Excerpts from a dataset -
-=-=-
//! Free-form unit expression parser
//!
//! Grammar (left-associative, `/` binds looser than `·`):
//!
//! ```text
//! expr   := term ('/' term)*
//! term   := factor ('·' factor)*
//! factor := 'sqrt' '(' expr ')'
//!         | ('sq' | 'cu') factor
//!         | '(' expr ')' exponent?
//!         | name exponent?
//! ```
//!
//! Exponents are written as superscripts (`m³`), `^N` or `**N`, and
//! whitespace multiplies (`kg m/s^2`). Column shorthands like `inHg`
//! and `mmH₂O` are split into length·column products before lexing.

use crate::prefix;
use crate::registry::registry;
use crate::unit::{Unit, UnitKind};
use crate::UnitError;
use mensura_core::Number;

/// Render an integer exponent as a superscript suffix ("⁻²").
pub(crate) fn superscript(n: i32) -> String {
    const DIGITS: [char; 10] = ['⁰', '¹', '²', '³', '⁴', '⁵', '⁶', '⁷', '⁸', '⁹'];
    let mut out = String::new();
    if n < 0 {
        out.push('⁻');
    }
    for c in n.unsigned_abs().to_string().chars() {
        out.push(DIGITS[c.to_digit(10).unwrap() as usize]);
    }
    out
}

fn superscript_value(c: char) -> Option<u32> {
    "⁰¹²³⁴⁵⁶⁷⁸⁹".chars().position(|d| d == c).map(|p| p as u32)
}

/// Parse a full unit expression against the global registry.
pub fn parse_unit(expr: &str) -> Result<Unit, UnitError> {
    let trimmed = expr.trim();
    if trimmed.is_empty() {
        return Err(UnitError::malformed(expr, "empty expression"));
    }
    let prepared = split_column_shorthands(trimmed);
    let tokens = tokenize(expr, &prepared)?;
    let mut parser = Parser { input: expr, tokens, pos: 0 };
    let unit = parser.expr()?;
    if parser.pos != parser.tokens.len() {
        return Err(UnitError::malformed(expr, "trailing input after expression"));
    }
    tracing::trace!(expr, unit = %unit, "parsed unit expression");
    Ok(unit)
}

/// Insert a '·' between a unit symbol and a directly appended column
/// base: "inHg" → "in·Hg", "mmH₂O" → "mm·H₂O", "ftAq" → "ft·Aq".
fn split_column_shorthands(input: &str) -> String {
    const COLUMNS: [&str; 6] = ["H₂O", "H2O", "Hg", "Aq", "O₂", "O2"];
    let mut out = String::with_capacity(input.len() + 2);
    let chars: Vec<char> = input.chars().collect();
    let mut i = 0;
    while i < chars.len() {
        if i > 0 && chars[i - 1].is_ascii_alphabetic() {
            let rest: String = chars[i..].iter().collect();
            if let Some(col) = COLUMNS.iter().find(|c| rest.starts_with(**c)) {
                let after = rest.chars().nth(col.chars().count());
                if !matches!(after, Some(c) if c.is_ascii_alphanumeric()) {
                    out.push('·');
                    out.push_str(col);
                    i += col.chars().count();
                    continue;
                }
            }
        }
        out.push(chars[i]);
        i += 1;
    }
    out
}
-=-=-
Using the entries above, copy out all lines that contain the string "DIGITS".

    const DIGITS: [char; 10] = ['⁰', '¹', '²', '³', '⁴', '⁵', '⁶', '⁷', '⁸', '⁹'];
        out.push(DIGITS[c.to_digit(10).unwrap() as usize]);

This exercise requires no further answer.